Der erste jüdische Golfclub war der Moor Allerton Club in Yorkshire, der 1923 gegründet worden war. Die jüdische Community hatte Geld gesammelt, um ein Stück Land zu kaufen, viele jüdische Honoratioren aus dem benachbarten Leeds gehörten zu den ersten Eigentümern des Vereins. Die Motivation von Abraham Frais, dem Initator des Clubs, wurde auf einem Treffen der potenziellen Investoren so geschildert: „Er konnte die Mädchen und Jungen zu Frauen und Männern heranwachsen sehen, die keine Chance auf gesunde Erholung haben würden, und durch die Umstände, die wir alle nur zu gut kennen, waren die Chancen, dass sie auch zukünftig von den Golf- und Tennisplätzen ausgeschlossen werden würden, sehr groß. Er sagte, wir hätten die Pflicht, der nächsten Generation gegenüber, in dieser Sache umgehend aktiv zu werden.“ 1937 hatte der Verein, der auch über eine Tennisabteilung verfügte, schon 150 aktive Mitglieder, 1958 waren es 650.

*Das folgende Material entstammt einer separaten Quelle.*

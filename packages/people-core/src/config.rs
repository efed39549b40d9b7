//! Server configuration.

use std::path::PathBuf;

/// People directory server configuration.
#[derive(Debug, Clone)]
pub struct ServerConfig {
    /// Host address to bind to
    pub host: String,
    /// Port to listen on
    pub port: u16,
    /// Request body read timeout in milliseconds
    pub request_timeout_ms: u64,
    /// Optional JSON file with people loaded at startup
    pub seed_file: Option<PathBuf>,
}

impl ServerConfig {
    /// Returns the `host:port` pair the server binds to.
    pub fn bind_address(&self) -> String {
        format!("{}:{}", self.host, self.port)
    }
}

impl Default for ServerConfig {
    fn default() -> Self {
        Self {
            host: "127.0.0.1".to_string(),
            port: 8080,
            request_timeout_ms: 5000, // 5 seconds default
            seed_file: None,
        }
    }
}

#[cfg(test)]
mod tests {
    use super::*;

    #[test]
    fn test_default_bind_address() {
        let config = ServerConfig::default();
        assert_eq!(config.bind_address(), "127.0.0.1:8080");
        assert!(config.seed_file.is_none());
    }
}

Für die jüdischen Communities in der Provinz war die Golf-Lage dagegen weitaus schwieriger. Meist fehlte das Geld, um Grunstücke zu kaufen und eigene Vereine zu gründen. Deswegen gründete man Spielgruppen, die in offenen Clubs und auf kommunalen Plätzen spielten, an den so genannten Society Days durften in den meisten Vereinen auch Juden spielen, denn mit den an diesen Tagen verlangten Gebühren finanzierten sich viele Clubs. Dort wurden dann regelrechte Turniere zwischen verschiedenen jüdischen Spilegruppen ausgetragen – langfristig, so wurde aber schnell klar, war dies allerdings für die immer größer und beliebter werdenden Spielvereinigungen keine praktikable Lösung.

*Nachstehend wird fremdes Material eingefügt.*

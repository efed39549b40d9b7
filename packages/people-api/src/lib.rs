//! People directory controller and REST API server.
//!
//! The controller turns requests into [`people_core::PersonStore`] calls and
//! produces an [`controller::ActionResult`]; the router and handlers map those
//! results onto HTTP.

pub mod controller;
pub mod handlers;
pub mod router;
pub mod server;

pub use controller::{ActionResult, PeopleController, ViewModel, ViewResult};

Vielerorts bot sich schließlich die Chance, nicht mehr profitable Anlagen zu übernehmen, dazu wurden Spenden gesammelt. Den Nordlondoner Potters Bar Golf Club kauften 1932 Juden und Nichtjuden gemeinsam, um einen für alle offenen Verein zu schaffen. Die jüdischen Golfclubs warben schließlich sogar damit, dass Menschen aller Hautfarben und Religionen bei ihnen willkommen seien  – was bei den meisten zu einem rasanten Anstieg der Mitgliederzahlen führte.

Die Idee stieß jedoch nicht überall auf Begeisterung, der Potter Bar Club wurde im April 1937 von Nazis angegriffen, die auf dem Spielfeld Säure verteilten und an die Wände des Vereinslokals ein großes Hakenkreuz malten.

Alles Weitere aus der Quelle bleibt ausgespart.